Re: [Virtio-fs] virtiofsd: Any reason why there's not an "openat2" sandbox mode?

2022-10-03 Thread Colin Walters



On Thu, Sep 29, 2022, at 1:03 PM, Vivek Goyal wrote:
> 
> So rust version of virtiofsd, already supports running unprivileged
> (inside a user namespace).

I know, but as I already said, the use case here is running inside an OpenShift 
unprivileged pod where *we are already in a container*.

> host$ podman unshare -- virtiofsd --socket-path=/tmp/vfsd.sock 
> --shared-dir /mnt \
> --announce-submounts --sandbox chroot &

Yes, but in current OCP 4.11 our seccomp policy denies CLONE_NEWUSER:

```
$ unshare -m
unshare: unshare failed: Function not implemented
```

https://docs.openshift.com/container-platform/4.11/security/seccomp-profiles.html

> I think only privileged operation it needs is assigning a range of
> subuid/subgid to the uid you are using on host.

We also turn on NO_NEW_PRIVILEGES by default in OCP pods.  

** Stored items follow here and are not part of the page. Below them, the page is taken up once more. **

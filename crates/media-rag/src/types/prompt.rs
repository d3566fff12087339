//! Generation request payload

use serde::Serialize;

/// Body of an Ollama `/api/generate` call.
///
/// Built fresh for every request and sent once.
#[derive(Debug, Clone, PartialEq, Serialize)]
pub struct PromptPayload {
    /// Model name
    pub model: String,
    /// Fully assembled prompt text
    pub prompt: String,
    /// Base64-encoded images attached to this turn
    #[serde(skip_serializing_if = "Option::is_none")]
    pub images: Option<Vec<String>>,
    /// Request incremental NDJSON output
    pub stream: bool,
}

impl PromptPayload {
    /// Streaming payload with an optional attached image
    pub fn streaming(
        model: impl Into<String>,
        prompt: impl Into<String>,
        image: Option<String>,
    ) -> Self {
        Self {
            model: model.into(),
            prompt: prompt.into(),
            images: image.map(|img| vec![img]),
            stream: true,
        }
    }

    /// Non-streaming payload describing a single image
    pub fn describe_image(
        model: impl Into<String>,
        prompt: impl Into<String>,
        image: String,
    ) -> Self {
        Self {
            model: model.into(),
            prompt: prompt.into(),
            images: Some(vec![image]),
            stream: false,
        }
    }

    /// Whether an image rides along with this payload
    pub fn has_image(&self) -> bool {
        self.images.as_ref().is_some_and(|imgs| !imgs.is_empty())
    }
}
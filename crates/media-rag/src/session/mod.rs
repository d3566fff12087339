//! Process-wide mutable state, owned explicitly and shared by handle

pub mod conversation;

use parking_lot::Mutex;
use std::sync::Arc;

use crate::learning::KnowledgeStore;

pub use conversation::{ConversationState, ConversationView, Role};

/// Handle to the conversation window and knowledge store.
///
/// Each container has its own mutex; locks are taken for single operations and
/// never held across an await point, so concurrent requests cannot interleave
/// an eviction or an id assignment.
#[derive(Clone)]
pub struct SharedSession {
    conversation: Arc<Mutex<ConversationState>>,
    knowledge: Arc<Mutex<KnowledgeStore>>,
}

impl SharedSession {
    /// Create a fresh session with the given history bound
    pub fn new(history_capacity: usize) -> Self {
        Self {
            conversation: Arc::new(Mutex::new(ConversationState::new(history_capacity))),
            knowledge: Arc::new(Mutex::new(KnowledgeStore::new())),
        }
    }

    /// Record one history line
    pub fn record_turn(&self, role: Role, text: &str) {
        self.conversation.lock().record_turn(role, text);
    }

    /// History text and cached visual context, read under one lock
    pub fn context_snapshot(&self) -> (String, Option<String>) {
        let conversation = self.conversation.lock();
        (
            conversation.snapshot(),
            conversation.last_visual_context().map(str::to_string),
        )
    }

    /// Record the bot reply and, for image turns, cache it as visual context
    pub fn complete_turn(&self, reply: &str, had_image: bool) {
        let mut conversation = self.conversation.lock();
        conversation.record_turn(Role::Bot, reply);
        if had_image {
            conversation.set_visual_context(reply.to_string());
        }
    }

    /// Run `f` with exclusive access to the conversation window
    pub fn with_conversation<R>(&self, f: impl FnOnce(&mut ConversationState) -> R) -> R {
        f(&mut self.conversation.lock())
    }

    /// Run `f` with exclusive access to the knowledge store
    pub fn with_knowledge<R>(&self, f: impl FnOnce(&mut KnowledgeStore) -> R) -> R {
        f(&mut self.knowledge.lock())
    }
}
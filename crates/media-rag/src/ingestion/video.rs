//! Video decomposition into an audio transcript and described frames

use base64::{engine::general_purpose::STANDARD, Engine};
use bytes::Bytes;
use std::io::Write;
use std::path::Path;
use std::sync::Arc;
use tempfile::NamedTempFile;

use crate::config::VideoConfig;
use crate::error::{Error, Result};
use crate::providers::VisionProvider;
use crate::types::{FrameDescription, VideoSummary};

use super::media::MediaToolkit;
use super::speech::{SpeechError, SpeechRecognizer, NO_AUDIO};

/// Splits a video into its audio track and a sequence of sampled frames,
/// transcribing the former and describing each of the latter.
///
/// Every intermediate artifact is a [`NamedTempFile`] owned by the call that
/// created it, so it is removed when that call returns on any path.
pub struct VideoDecomposer {
    toolkit: Arc<dyn MediaToolkit>,
    speech: Arc<dyn SpeechRecognizer>,
    vision: Arc<dyn VisionProvider>,
    frame_interval_secs: f64,
    max_frames: usize,
    frame_prompt: String,
}

impl VideoDecomposer {
    pub fn new(
        config: &VideoConfig,
        toolkit: Arc<dyn MediaToolkit>,
        speech: Arc<dyn SpeechRecognizer>,
        vision: Arc<dyn VisionProvider>,
    ) -> Self {
        Self {
            toolkit,
            speech,
            vision,
            frame_interval_secs: config.frame_interval_secs,
            max_frames: config.max_frames,
            frame_prompt: config.frame_prompt.clone(),
        }
    }

    /// Decompose raw video bytes.
    ///
    /// Returns `VideoPersist` or `VideoDecode` when the clip cannot be stored or
    /// opened. Audio and per-frame failures degrade to inline text instead.
    pub async fn decompose(&self, data: Bytes) -> Result<VideoSummary> {
        let video = tokio::task::spawn_blocking(move || persist_video(&data))
            .await
            .map_err(|e| Error::internal(format!("video persist task failed: {}", e)))??;

        let info = self
            .toolkit
            .probe(video.path())
            .await
            .map_err(|e| Error::VideoDecode(e.to_string()))?;

        tracing::info!(
            "Decomposing video: {:.2}s, audio track: {}, frames described by {}",
            info.duration_secs,
            info.has_audio,
            self.vision.model()
        );

        let audio = if info.has_audio {
            self.transcribe_audio(video.path()).await
        } else {
            NO_AUDIO.to_string()
        };

        let timestamps =
            sample_timestamps(info.duration_secs, self.frame_interval_secs, self.max_frames);
        let last = timestamps.len().saturating_sub(1);

        // Sequential so frame labels keep timestamp order
        let mut frames = Vec::with_capacity(timestamps.len());
        for (i, timestamp) in timestamps.into_iter().enumerate() {
            let description = match self.describe_frame(video.path(), timestamp).await {
                Ok(description) => description,
                Err(e) => {
                    tracing::warn!("Frame at {:.1}s failed: {}", timestamp, e);
                    format!("Error processing frame: {}", e)
                }
            };

            frames.push(FrameDescription {
                timestamp_secs: timestamp,
                description,
                is_final_frame: i == last,
            });
        }

        Ok(VideoSummary { audio, frames })
    }

    /// Transcript of the audio track, or the fallback text for why there is none
    async fn transcribe_audio(&self, video: &Path) -> String {
        match self.extract_and_transcribe(video).await {
            Ok(transcript) => transcript,
            Err(e) => {
                tracing::warn!("Transcription via {} failed: {}", self.speech.name(), e);
                e.fallback_text()
            }
        }
    }

    async fn extract_and_transcribe(
        &self,
        video: &Path,
    ) -> std::result::Result<String, SpeechError> {
        let audio = temp_artifact(".wav")?;
        self.toolkit
            .extract_audio(video, audio.path())
            .await
            .map_err(|e| SpeechError::Other(e.to_string()))?;
        self.speech.transcribe(audio.path()).await
    }

    async fn describe_frame(&self, video: &Path, timestamp: f64) -> Result<String> {
        let frame = temp_artifact(".jpg")?;
        self.toolkit.save_frame(video, timestamp, frame.path()).await?;

        let bytes = tokio::fs::read(frame.path()).await?;
        let encoded = STANDARD.encode(bytes);

        self.vision
            .describe_image(encoded, &self.frame_prompt)
            .await
    }
}

fn temp_artifact(suffix: &str) -> std::io::Result<NamedTempFile> {
    tempfile::Builder::new()
        .prefix("media-rag-")
        .suffix(suffix)
        .tempfile()
}

fn persist_video(data: &[u8]) -> Result<NamedTempFile> {
    let written = temp_artifact(".mp4").and_then(|mut file| {
        file.write_all(data)?;
        file.flush()?;
        Ok(file)
    });

    match written {
        Ok(file) if !data.is_empty() => Ok(file),
        Ok(_) => Err(Error::VideoPersist),
        Err(e) => {
            tracing::error!("Failed to persist uploaded video: {}", e);
            Err(Error::VideoPersist)
        }
    }
}

/// Sample positions from 0 up to and including `duration_secs`.
///
/// Yields `floor(duration / interval) + 1` samples, clamped to the duration.
/// When that exceeds `max_frames` (at least 2), `max_frames` samples are
/// spread evenly from 0 to the duration instead.
/// An empty set (negative duration or unusable interval) becomes a single
/// sample at the midpoint, or 0.0 when the duration is not positive.
pub fn sample_timestamps(duration_secs: f64, interval_secs: f64, max_frames: usize) -> Vec<f64> {
    let mut samples = Vec::new();
    let max_frames = max_frames.max(2);

    if interval_secs > 0.0 && interval_secs.is_finite() && duration_secs.is_finite() {
        let count = (duration_secs / interval_secs).floor() + 1.0;
        if count > max_frames as f64 {
            let last = max_frames - 1;
            samples = (0..max_frames)
                .map(|i| {
                    if i == last {
                        duration_secs
                    } else {
                        duration_secs * i as f64 / last as f64
                    }
                })
                .collect();
        } else if count >= 1.0 {
            samples = (0..count as usize)
                .map(|i| i as f64 * interval_secs)
                .filter(|t| *t <= duration_secs)
                .map(|t| t.min(duration_secs))
                .collect();
        }
    }

    if samples.is_empty() {
        let fallback = if duration_secs > 0.0 && duration_secs.is_finite() {
            duration_secs / 2.0
        } else {
            0.0
        };
        samples.push(fallback);
    }

    samples
}

#[cfg(test)]
mod tests {
    use super::*;
    use crate::testing::{FakeSpeech, FakeToolkit, FakeVision};
    use crate::ingestion::media::MediaInfo;

    fn decomposer(
        toolkit: Arc<FakeToolkit>,
        speech: FakeSpeech,
        vision: FakeVision,
    ) -> VideoDecomposer {
        VideoDecomposer::new(
            &VideoConfig::default(),
            toolkit,
            Arc::new(speech),
            Arc::new(vision),
        )
    }

    #[test]
    fn test_sample_timestamps_counts() {
        assert_eq!(sample_timestamps(2.3, 0.5, 600), vec![0.0, 0.5, 1.0, 1.5, 2.0]);
        assert_eq!(sample_timestamps(1.0, 0.5, 600), vec![0.0, 0.5, 1.0]);
        assert_eq!(sample_timestamps(0.2, 0.5, 600), vec![0.0]);
    }

    #[test]
    fn test_sample_timestamps_never_empty() {
        assert_eq!(sample_timestamps(0.0, 0.5, 600), vec![0.0]);
        assert_eq!(sample_timestamps(-1.0, 0.5, 600), vec![0.0]);
        assert_eq!(sample_timestamps(4.0, 0.0, 600), vec![2.0]);
        assert_eq!(sample_timestamps(f64::NAN, 0.5, 600), vec![0.0]);
    }

    #[test]
    fn test_sample_timestamps_capped() {
        assert_eq!(sample_timestamps(10.0, 0.5, 5), vec![0.0, 2.5, 5.0, 7.5, 10.0]);

        // a header claiming a century of footage
        let duration = 100.0 * 365.0 * 86_400.0;
        let samples = sample_timestamps(duration, 0.5, 600);
        assert_eq!(samples.len(), 600);
        assert_eq!(samples[0], 0.0);
        assert_eq!(samples[599], duration);
        assert!(samples.windows(2).all(|w| w[0] < w[1]));

        // exactly at the cap keeps the regular interval
        assert_eq!(sample_timestamps(1.0, 0.5, 3), vec![0.0, 0.5, 1.0]);
    }

    #[tokio::test]
    async fn test_decompose_labels_final_frame() {
        let toolkit = Arc::new(FakeToolkit::new(MediaInfo {
            duration_secs: 1.0,
            has_audio: true,
        }));
        let decomposer = decomposer(
            toolkit.clone(),
            FakeSpeech::transcript("hello there"),
            FakeVision::describing("a red car"),
        );

        let summary = decomposer.decompose(Bytes::from_static(b"fake mp4 bytes")).await.unwrap();
        assert_eq!(summary.audio, "hello there");
        assert_eq!(summary.frames.len(), 3);
        assert!(summary.frames[..2].iter().all(|f| !f.is_final_frame));
        assert!(summary.frames[2].is_final_frame);
        assert_eq!(summary.frames[2].timestamp_secs, 1.0);
        assert!(summary.render().ends_with(
            "Final Frame at 1.0 seconds (most relevant for identifying the main subject): a red car"
        ));
    }

    #[tokio::test]
    async fn test_decompose_respects_frame_cap() {
        let toolkit = Arc::new(FakeToolkit::new(MediaInfo {
            duration_secs: 10.0,
            has_audio: false,
        }));
        let config = VideoConfig {
            max_frames: 3,
            ..VideoConfig::default()
        };
        let decomposer = VideoDecomposer::new(
            &config,
            toolkit,
            Arc::new(FakeSpeech::transcript("unused")),
            Arc::new(FakeVision::describing("a beach")),
        );

        let summary = decomposer.decompose(Bytes::from_static(b"clip")).await.unwrap();
        let stamps: Vec<f64> = summary.frames.iter().map(|f| f.timestamp_secs).collect();
        assert_eq!(stamps, vec![0.0, 5.0, 10.0]);
        assert!(summary.frames[2].is_final_frame);
    }

    #[tokio::test]
    async fn test_temp_artifacts_removed() {
        let toolkit = Arc::new(FakeToolkit::new(MediaInfo {
            duration_secs: 0.5,
            has_audio: true,
        }));
        let decomposer = decomposer(
            toolkit.clone(),
            FakeSpeech::transcript("hi"),
            FakeVision::describing("scene"),
        );

        decomposer.decompose(Bytes::from_static(b"fake mp4 bytes")).await.unwrap();

        let touched = toolkit.touched_paths();
        // video, audio, two frames
        assert_eq!(touched.len(), 4);
        assert!(touched.iter().all(|p| !p.exists()));
    }

    #[tokio::test]
    async fn test_decode_failure_is_fatal_and_cleans_up() {
        let toolkit = Arc::new(FakeToolkit::unreadable());
        let decomposer = decomposer(
            toolkit.clone(),
            FakeSpeech::transcript("unused"),
            FakeVision::describing("unused"),
        );

        let err = decomposer.decompose(Bytes::from_static(b"not a video")).await.unwrap_err();
        assert!(matches!(err, Error::VideoDecode(_)));
        assert!(err.diagnostic().starts_with("Error: Failed to process video: "));
        assert!(toolkit.touched_paths().iter().all(|p| !p.exists()));
    }

    #[tokio::test]
    async fn test_empty_upload_is_persist_failure() {
        let toolkit = Arc::new(FakeToolkit::new(MediaInfo {
            duration_secs: 1.0,
            has_audio: false,
        }));
        let decomposer = decomposer(
            toolkit,
            FakeSpeech::transcript("unused"),
            FakeVision::describing("unused"),
        );

        let err = decomposer.decompose(Bytes::from_static(b"")).await.unwrap_err();
        assert_eq!(err.diagnostic(), "Error: Failed to save the video file.");
    }

    #[tokio::test]
    async fn test_audio_fallbacks() {
        let silent = Arc::new(FakeToolkit::new(MediaInfo {
            duration_secs: 0.0,
            has_audio: false,
        }));
        let summary = decomposer(silent, FakeSpeech::transcript("x"), FakeVision::describing("y"))
            .decompose(Bytes::from_static(b"clip"))
            .await
            .unwrap();
        assert_eq!(summary.audio, NO_AUDIO);
        assert_eq!(summary.frames.len(), 1);
        assert_eq!(summary.frames[0].timestamp_secs, 0.0);
        assert!(summary.frames[0].is_final_frame);

        let info = MediaInfo {
            duration_secs: 0.0,
            has_audio: true,
        };
        let summary = decomposer(
            Arc::new(FakeToolkit::new(info.clone())),
            FakeSpeech::unreachable(),
            FakeVision::describing("y"),
        )
        .decompose(Bytes::from_static(b"clip"))
        .await
        .unwrap();
        assert!(summary.audio.starts_with("Speech recognition failed (network issue): "));

        let summary = decomposer(
            Arc::new(FakeToolkit::new(info)),
            FakeSpeech::unintelligible(),
            FakeVision::describing("y"),
        )
        .decompose(Bytes::from_static(b"clip"))
        .await
        .unwrap();
        assert_eq!(summary.audio, "Could not understand the audio.");
    }

    #[tokio::test]
    async fn test_frame_failure_stays_inline() {
        let toolkit = Arc::new(FakeToolkit::new(MediaInfo {
            duration_secs: 1.0,
            has_audio: false,
        }));
        let decomposer = decomposer(
            toolkit,
            FakeSpeech::transcript("unused"),
            FakeVision::failing_on_call(1),
        );

        let summary = decomposer.decompose(Bytes::from_static(b"clip")).await.unwrap();
        assert_eq!(summary.frames.len(), 3);
        assert!(summary.frames[1].description.starts_with("Error processing frame: "));
        assert!(!summary.frames[0].description.starts_with("Error"));
        assert!(!summary.frames[2].description.starts_with("Error"));
        assert!(summary.frames[2].is_final_frame);
    }
}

Now, I *could* in general get elevated permissions where I need to today.  But 
it's also really important to me to have a long term goal of having operating 
system builds and tests work well as "just another workload" in our production 
container platform (now, one *does* want to bind in /dev/kvm, but that's 
generally safe, and even that strictly speaking is optional if one can stomach 
the ~10x perf hit).

> Can you give rust virtiofsd (unprivileged) a try.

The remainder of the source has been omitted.